** EXCERPTED DATA follows **
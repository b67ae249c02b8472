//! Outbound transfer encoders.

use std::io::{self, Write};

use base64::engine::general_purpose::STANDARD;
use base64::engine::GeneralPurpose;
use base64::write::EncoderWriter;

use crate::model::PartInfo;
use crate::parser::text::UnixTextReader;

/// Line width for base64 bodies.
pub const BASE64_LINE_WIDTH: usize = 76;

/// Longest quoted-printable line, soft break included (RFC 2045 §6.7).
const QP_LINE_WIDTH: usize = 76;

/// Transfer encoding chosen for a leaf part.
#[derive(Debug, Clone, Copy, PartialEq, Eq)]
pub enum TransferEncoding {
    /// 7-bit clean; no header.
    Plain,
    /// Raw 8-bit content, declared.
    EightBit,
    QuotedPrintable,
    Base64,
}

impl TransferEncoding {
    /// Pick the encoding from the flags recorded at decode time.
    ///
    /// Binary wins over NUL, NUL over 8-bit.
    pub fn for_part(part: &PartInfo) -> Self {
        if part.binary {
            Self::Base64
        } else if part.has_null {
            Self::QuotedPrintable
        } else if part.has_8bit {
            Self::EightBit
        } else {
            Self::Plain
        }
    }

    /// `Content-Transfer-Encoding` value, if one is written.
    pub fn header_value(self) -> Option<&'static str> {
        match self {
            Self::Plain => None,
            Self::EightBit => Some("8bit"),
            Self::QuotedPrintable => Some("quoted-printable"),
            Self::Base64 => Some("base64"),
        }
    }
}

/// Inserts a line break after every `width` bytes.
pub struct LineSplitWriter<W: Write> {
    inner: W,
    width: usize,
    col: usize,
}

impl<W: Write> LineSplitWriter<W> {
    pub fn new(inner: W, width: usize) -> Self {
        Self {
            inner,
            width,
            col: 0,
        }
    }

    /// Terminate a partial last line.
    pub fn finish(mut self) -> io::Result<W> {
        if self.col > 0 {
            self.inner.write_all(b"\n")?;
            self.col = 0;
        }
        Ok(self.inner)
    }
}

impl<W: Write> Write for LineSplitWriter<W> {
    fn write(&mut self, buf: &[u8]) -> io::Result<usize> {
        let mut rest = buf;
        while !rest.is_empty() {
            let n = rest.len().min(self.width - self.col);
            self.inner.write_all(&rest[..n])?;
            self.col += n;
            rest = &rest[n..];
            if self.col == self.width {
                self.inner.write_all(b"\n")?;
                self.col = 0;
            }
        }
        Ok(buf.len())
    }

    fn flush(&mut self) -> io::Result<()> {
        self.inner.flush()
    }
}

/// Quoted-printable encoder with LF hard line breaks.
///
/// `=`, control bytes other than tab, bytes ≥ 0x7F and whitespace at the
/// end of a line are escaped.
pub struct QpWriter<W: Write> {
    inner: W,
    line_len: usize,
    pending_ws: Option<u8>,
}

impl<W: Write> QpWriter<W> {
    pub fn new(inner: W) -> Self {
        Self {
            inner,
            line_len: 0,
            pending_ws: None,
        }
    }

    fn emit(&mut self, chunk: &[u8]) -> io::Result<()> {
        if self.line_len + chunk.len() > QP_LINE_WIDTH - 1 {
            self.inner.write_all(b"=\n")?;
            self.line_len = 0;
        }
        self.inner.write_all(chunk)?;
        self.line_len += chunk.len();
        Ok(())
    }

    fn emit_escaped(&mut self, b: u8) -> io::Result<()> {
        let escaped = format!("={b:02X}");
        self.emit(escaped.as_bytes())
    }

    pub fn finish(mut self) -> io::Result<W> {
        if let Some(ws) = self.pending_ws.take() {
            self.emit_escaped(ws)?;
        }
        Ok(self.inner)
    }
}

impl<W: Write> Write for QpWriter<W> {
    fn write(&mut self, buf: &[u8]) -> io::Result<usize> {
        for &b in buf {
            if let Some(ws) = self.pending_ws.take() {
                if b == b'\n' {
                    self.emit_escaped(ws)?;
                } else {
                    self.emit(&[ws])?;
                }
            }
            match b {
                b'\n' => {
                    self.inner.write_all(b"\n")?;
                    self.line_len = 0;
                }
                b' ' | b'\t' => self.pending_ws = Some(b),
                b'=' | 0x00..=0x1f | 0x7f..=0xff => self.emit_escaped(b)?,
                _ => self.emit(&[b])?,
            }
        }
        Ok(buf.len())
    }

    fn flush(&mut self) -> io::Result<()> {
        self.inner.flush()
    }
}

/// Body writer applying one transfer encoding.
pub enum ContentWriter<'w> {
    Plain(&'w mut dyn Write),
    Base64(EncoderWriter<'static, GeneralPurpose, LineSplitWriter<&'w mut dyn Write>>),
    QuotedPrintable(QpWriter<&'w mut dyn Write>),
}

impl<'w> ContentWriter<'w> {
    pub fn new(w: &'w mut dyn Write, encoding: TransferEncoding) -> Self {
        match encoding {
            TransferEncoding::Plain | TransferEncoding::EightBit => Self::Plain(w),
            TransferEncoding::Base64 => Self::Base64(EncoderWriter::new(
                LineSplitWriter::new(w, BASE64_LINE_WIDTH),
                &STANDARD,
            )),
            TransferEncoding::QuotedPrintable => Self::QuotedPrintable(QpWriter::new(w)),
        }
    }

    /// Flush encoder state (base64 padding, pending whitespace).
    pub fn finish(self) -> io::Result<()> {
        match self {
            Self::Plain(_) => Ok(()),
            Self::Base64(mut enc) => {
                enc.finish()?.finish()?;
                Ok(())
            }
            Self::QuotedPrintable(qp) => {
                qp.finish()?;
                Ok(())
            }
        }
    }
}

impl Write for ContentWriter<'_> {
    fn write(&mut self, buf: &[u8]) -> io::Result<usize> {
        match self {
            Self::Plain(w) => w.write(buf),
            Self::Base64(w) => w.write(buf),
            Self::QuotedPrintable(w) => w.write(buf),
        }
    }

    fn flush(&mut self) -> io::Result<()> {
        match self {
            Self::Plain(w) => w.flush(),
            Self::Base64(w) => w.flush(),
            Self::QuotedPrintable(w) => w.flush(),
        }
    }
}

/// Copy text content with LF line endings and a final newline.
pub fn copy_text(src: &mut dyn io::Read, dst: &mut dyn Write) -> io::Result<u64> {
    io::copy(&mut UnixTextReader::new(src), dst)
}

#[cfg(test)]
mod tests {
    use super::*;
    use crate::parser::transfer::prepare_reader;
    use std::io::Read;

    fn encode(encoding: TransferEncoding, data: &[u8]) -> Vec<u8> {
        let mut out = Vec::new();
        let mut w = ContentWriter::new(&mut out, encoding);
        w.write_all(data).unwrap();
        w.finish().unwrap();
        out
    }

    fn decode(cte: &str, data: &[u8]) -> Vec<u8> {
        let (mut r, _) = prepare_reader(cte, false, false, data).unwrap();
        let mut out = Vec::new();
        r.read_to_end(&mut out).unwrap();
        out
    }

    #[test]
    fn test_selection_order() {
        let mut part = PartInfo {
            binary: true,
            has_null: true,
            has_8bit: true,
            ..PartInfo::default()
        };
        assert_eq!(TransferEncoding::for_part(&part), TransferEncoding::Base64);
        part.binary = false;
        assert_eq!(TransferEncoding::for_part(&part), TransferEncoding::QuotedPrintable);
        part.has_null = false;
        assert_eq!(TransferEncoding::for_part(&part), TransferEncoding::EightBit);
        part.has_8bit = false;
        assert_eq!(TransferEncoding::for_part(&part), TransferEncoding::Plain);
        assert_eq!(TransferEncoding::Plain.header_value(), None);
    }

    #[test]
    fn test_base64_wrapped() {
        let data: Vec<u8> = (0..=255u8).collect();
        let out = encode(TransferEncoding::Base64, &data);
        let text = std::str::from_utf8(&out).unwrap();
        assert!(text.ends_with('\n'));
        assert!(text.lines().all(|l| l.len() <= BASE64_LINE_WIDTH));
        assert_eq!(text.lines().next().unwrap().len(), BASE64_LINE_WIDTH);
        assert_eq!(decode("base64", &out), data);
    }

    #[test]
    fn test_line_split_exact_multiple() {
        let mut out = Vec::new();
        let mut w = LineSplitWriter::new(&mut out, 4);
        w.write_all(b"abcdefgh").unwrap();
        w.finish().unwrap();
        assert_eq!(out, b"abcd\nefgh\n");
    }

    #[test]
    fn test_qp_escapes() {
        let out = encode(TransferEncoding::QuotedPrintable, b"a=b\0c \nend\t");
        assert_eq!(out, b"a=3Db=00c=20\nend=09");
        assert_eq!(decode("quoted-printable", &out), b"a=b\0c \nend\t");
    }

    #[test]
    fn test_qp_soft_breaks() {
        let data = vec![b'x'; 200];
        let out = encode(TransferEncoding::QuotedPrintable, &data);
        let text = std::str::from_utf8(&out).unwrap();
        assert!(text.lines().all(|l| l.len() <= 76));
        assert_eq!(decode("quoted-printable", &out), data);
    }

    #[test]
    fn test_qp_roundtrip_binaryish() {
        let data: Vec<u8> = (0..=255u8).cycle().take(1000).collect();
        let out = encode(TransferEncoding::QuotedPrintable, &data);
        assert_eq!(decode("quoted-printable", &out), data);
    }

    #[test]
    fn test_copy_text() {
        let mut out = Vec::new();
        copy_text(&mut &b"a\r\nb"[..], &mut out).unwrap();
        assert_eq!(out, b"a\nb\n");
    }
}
** End of EXCERPTED DATA **
Report the number of lines above containing the word "STANDARD", with no other text.

• OUTPUT OF THE TASK:
2